⟨
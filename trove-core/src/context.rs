use crate::{
    Attachment, Changeset, Entity, EntityId, Error, ErrorContext, Orderby, Pager, Record, Result,
    Row, RowId, Store, StoreError, StoredRow, Where,
};
use std::{
    collections::{HashMap, HashSet},
    sync::{Arc, PoisonError, RwLock, Weak},
};

/// Registry size that triggers the removal of rows no entity holds anymore.
const PRUNE_AT: usize = 256;

type RowKey = (&'static str, RowId);

/// Unit of work running on the storage worker.
///
/// The store transaction begins implicitly with the first mutation and stays
/// pending until `save` commits it or a failure rolls it back.
///
/// Every entity attached by the context shares one row cell per stored row,
/// refreshed whenever the context writes that row or rolls its write back.
pub(crate) struct Context<S: Store> {
    store: S,
    pending: bool,
    rows: HashMap<RowKey, Weak<RwLock<Row>>>,
    prune_at: usize,
    /// Shared rows whose content the pending unit may have changed.
    written: Vec<RowKey>,
    /// Rows deleted by the pending unit.
    removed: Vec<RowKey>,
}

impl<S: Store> Context<S> {
    pub(crate) fn new(store: S) -> Self {
        Self {
            store,
            pending: false,
            rows: HashMap::new(),
            prune_at: PRUNE_AT,
            written: Vec::new(),
            removed: Vec::new(),
        }
    }

    pub(crate) fn is_pending(&self) -> bool {
        self.pending
    }

    /// The store, with a transaction open.
    fn touch(&mut self) -> Result<&mut S> {
        if !self.pending {
            self.store.begin()?;
            self.pending = true;
        }
        Ok(&mut self.store)
    }

    pub(crate) fn save(&mut self) -> Result<()> {
        if !self.pending {
            return Ok(());
        }
        match self.store.commit() {
            Ok(()) => {
                self.pending = false;
                self.written.clear();
                // Deleted row identities can be handed out again
                for key in self.removed.drain(..) {
                    self.rows.remove(&key);
                }
                Ok(())
            }
            Err(error) => {
                let error = error.context("Could not save the pending changes");
                log::error!("{:#}", error);
                self.rollback();
                Err(error)
            }
        }
    }

    pub(crate) fn rollback(&mut self) {
        if !self.pending {
            return;
        }
        self.pending = false;
        match self.store.rollback() {
            Ok(()) => log::warn!("Discarded the pending changes of `{}`", self.store.model().name),
            Err(error) => log::error!("{:#}", error.context("Could not roll back")),
        }
        self.removed.clear();
        let written = std::mem::take(&mut self.written);
        for key in written {
            let Some(cell) = self.rows.get(&key).and_then(Weak::upgrade) else {
                self.rows.remove(&key);
                continue;
            };
            match self.store.fetch_row(key.0, key.1) {
                Ok(Some(stored)) => {
                    *cell.write().unwrap_or_else(PoisonError::into_inner) = stored.row;
                }
                Ok(None) => {
                    self.rows.remove(&key);
                }
                Err(error) => {
                    log::error!(
                        "{:#}",
                        error.context(format!("Could not restore the `{}` row {}", key.0, key.1))
                    );
                    self.rows.remove(&key);
                }
            }
        }
    }

    /// Runs `f` as one unit: on failure everything pending is rolled back,
    /// on success it is committed when `save` is set.
    pub(crate) fn unit<T>(&mut self, save: bool, f: impl FnOnce(&mut Self) -> Result<T>) -> Result<T> {
        let result = f(self).and_then(|value| {
            if save {
                self.save()?;
            }
            Ok(value)
        });
        if result.is_err() {
            self.rollback();
        }
        result
    }

    /// Attachment to the shared cell of `stored`, updating the cell content.
    fn share(&mut self, entity: &'static str, stored: StoredRow) -> Attachment {
        let key = (entity, stored.row_id);
        if self.pending {
            // The content may not survive a rollback
            self.written.push(key);
        }
        if let Some(cell) = self.rows.get(&key).and_then(Weak::upgrade) {
            *cell.write().unwrap_or_else(PoisonError::into_inner) = stored.row;
            return Attachment::shared(stored.row_id, cell);
        }
        if self.rows.len() >= self.prune_at {
            self.rows.retain(|_, v| v.strong_count() > 0);
            self.prune_at = (self.rows.len() * 2).max(PRUNE_AT);
        }
        let cell = Arc::new(RwLock::new(stored.row));
        self.rows.insert(key, Arc::downgrade(&cell));
        Attachment::shared(stored.row_id, cell)
    }

    /// Fetches a row just written and shares it.
    fn reload(&mut self, entity: &'static str, row_id: RowId) -> Result<Attachment> {
        let stored = self.store.fetch_row(entity, row_id)?.ok_or_else(|| {
            Error::msg(format!(
                "The `{}` row {} vanished right after being written",
                entity, row_id
            ))
        })?;
        Ok(self.share(entity, stored))
    }

    /// Upserts the changes of one entity, returning the row to attach when
    /// the entity was detached.
    ///
    /// An attached entity is written only while its row still holds the same
    /// identifier, otherwise the row is gone and the write fails with
    /// `RowDeleted`.
    pub(crate) fn write(&mut self, changeset: &Changeset) -> Result<Option<Attachment>> {
        let entity = changeset.entity;
        let set = changeset
            .values
            .iter()
            .map(|(k, v)| (k.to_string(), v.clone()))
            .collect::<Record>();
        if let Some(row_id) = changeset.row_id {
            let key = changeset
                .row_key
                .clone()
                .unwrap_or_else(|| changeset.id_value.clone());
            let identity = Where::row_identity(row_id, changeset.id_key, key);
            let matched = if set.is_empty() {
                self.store.count(entity, Some(&identity))?
            } else {
                self.touch()?.update_where(entity, &set, Some(&identity))?
            };
            if matched == 0 {
                return Err(StoreError::RowDeleted {
                    entity: entity.into(),
                    row_id,
                }
                .into());
            }
            if !set.is_empty() {
                self.reload(entity, row_id)?;
            }
            return Ok(None);
        }
        if let Some(found) = self
            .store
            .fetch_id(entity, changeset.id_key, &changeset.id)?
        {
            if set.is_empty() {
                return Ok(Some(self.share(entity, found)));
            }
            let key = found
                .row
                .get(changeset.id_key)
                .cloned()
                .unwrap_or_else(|| changeset.id_value.clone());
            let identity = Where::row_identity(found.row_id, changeset.id_key, key);
            self.touch()?.update_where(entity, &set, Some(&identity))?;
            return self.reload(entity, found.row_id).map(Some);
        }
        let mut values = changeset.values.clone();
        if !values.iter().any(|(k, _)| *k == changeset.id_key) {
            values.insert(0, (changeset.id_key, changeset.id_value.clone()));
        }
        let row_id = self.touch()?.insert(entity, &values)?;
        self.reload(entity, row_id).map(Some)
    }

    pub(crate) fn flush<E: Entity>(&mut self, entity: &mut E) -> Result<()> {
        let changeset = entity.changeset()?;
        if let Some(attachment) = self.write(&changeset)? {
            entity.attach(attachment);
        }
        entity.settle(&changeset);
        Ok(())
    }

    pub(crate) fn flush_many<E: Entity>(&mut self, entities: &mut [E]) -> Result<()> {
        for entity in entities {
            self.flush(entity)?;
        }
        Ok(())
    }

    /// Builds the entities from their inputs and upserts them.
    pub(crate) fn create<E: Entity>(
        &mut self,
        inputs: Vec<E::Input>,
        orderby: Option<&Orderby>,
    ) -> Result<Vec<E>> {
        let mut result = Vec::with_capacity(inputs.len());
        for input in inputs {
            let mut entity = E::from_input(input)?;
            self.flush(&mut entity)?;
            result.push(entity);
        }
        match orderby {
            Some(orderby) => orderby.sort(result),
            None => Ok(result),
        }
    }

    fn materialize<E: Entity>(&mut self, stored: StoredRow) -> E {
        let entity = E::default();
        entity.attach(self.share(E::NAME, stored));
        entity
    }

    pub(crate) fn query_one<E: Entity>(&mut self, id: &E::Id) -> Result<E> {
        if id.is_empty() {
            return Err(StoreError::InvalidIdentifier {
                entity: E::NAME.into(),
            }
            .into());
        }
        let canonical = id.canonical();
        match self.store.fetch_id(E::NAME, E::ID_KEY, &canonical)? {
            Some(stored) => Ok(self.materialize(stored)),
            None => Err(StoreError::NotFound {
                entity: E::NAME.into(),
                id: canonical,
            }
            .into()),
        }
    }

    pub(crate) fn query<E: Entity>(
        &mut self,
        filter: Option<&Where>,
        pager: Option<&Pager>,
        orderby: Option<&Orderby>,
    ) -> Result<Vec<E>> {
        let rows = self.store.fetch(E::NAME, filter, orderby, pager)?;
        Ok(rows
            .into_iter()
            .map(|stored| self.materialize(stored))
            .collect())
    }

    pub(crate) fn count<E: Entity>(&mut self, filter: Option<&Where>) -> Result<u64> {
        self.store.count(E::NAME, filter)
    }

    pub(crate) fn delete<E: Entity>(&mut self, rows: &[RowId]) -> Result<u64> {
        let mut deleted = 0;
        for row_id in rows {
            deleted += self.touch()?.delete(E::NAME, *row_id)?;
            self.removed.push((E::NAME, *row_id));
        }
        Ok(deleted)
    }

    pub(crate) fn delete_where<E: Entity>(&mut self, filter: Option<&Where>) -> Result<Vec<RowId>> {
        let deleted = self.touch()?.delete_where(E::NAME, filter)?;
        self.removed
            .extend(deleted.iter().map(|row_id| (E::NAME, *row_id)));
        Ok(deleted)
    }

    pub(crate) fn update<E: Entity>(&mut self, set: &Record, filter: Option<&Where>) -> Result<u64> {
        if set.is_empty() {
            return Ok(0);
        }
        self.touch()?.update_where(E::NAME, set, filter)
    }

    /// Upserts `inputs`, then deletes the rows previously matching `filter`
    /// whose identifier is not among the results.
    pub(crate) fn overlay<E: Entity>(
        &mut self,
        inputs: Vec<E::Input>,
        filter: Option<&Where>,
        orderby: Option<&Orderby>,
    ) -> Result<Vec<E>> {
        let olds = self.store.fetch(E::NAME, filter, None, None)?;
        let mut results = self.create::<E>(inputs, orderby)?;
        let survivors = results
            .iter_mut()
            .map(|e| e.id().canonical())
            .collect::<HashSet<_>>();
        let stale = olds
            .into_iter()
            .map(|stored| {
                let old = E::default();
                old.attach(Attachment::new(stored));
                old
            })
            .filter_map(|mut old| {
                if survivors.contains(&old.id().canonical()) {
                    None
                } else {
                    old.row_id()
                }
            })
            .collect::<Vec<_>>();
        if !stale.is_empty() {
            log::debug!(
                "Overlay of `{}` removes {} stale rows",
                E::NAME,
                stale.len()
            );
        }
        self.delete::<E>(&stale)
            .with_context(|| format!("Could not remove the stale `{}` rows", E::NAME))?;
        Ok(results)
    }

    pub(crate) fn insert_batch<E: Entity>(&mut self, records: &[Record]) -> Result<Vec<RowId>> {
        if records.is_empty() {
            return Ok(Vec::new());
        }
        self.touch()?.insert_batch(E::NAME, records)
    }

    /// Batch insert, then fetches the created rows as entities.
    pub(crate) fn insert_batch_entities<E: Entity>(&mut self, records: &[Record]) -> Result<Vec<E>> {
        self.insert_batch::<E>(records)?
            .into_iter()
            .map(|row_id| {
                let attachment = self.reload(E::NAME, row_id)?;
                let entity = E::default();
                entity.attach(attachment);
                Ok(entity)
            })
            .collect()
    }
}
⟩
_Try it_.
Some lines in the material contain "results". Show all of them.

_Task output_.
    /// whose identifier is not among the results.
        let mut results = self.create::<E>(inputs, orderby)?;
        let survivors = results
        Ok(results)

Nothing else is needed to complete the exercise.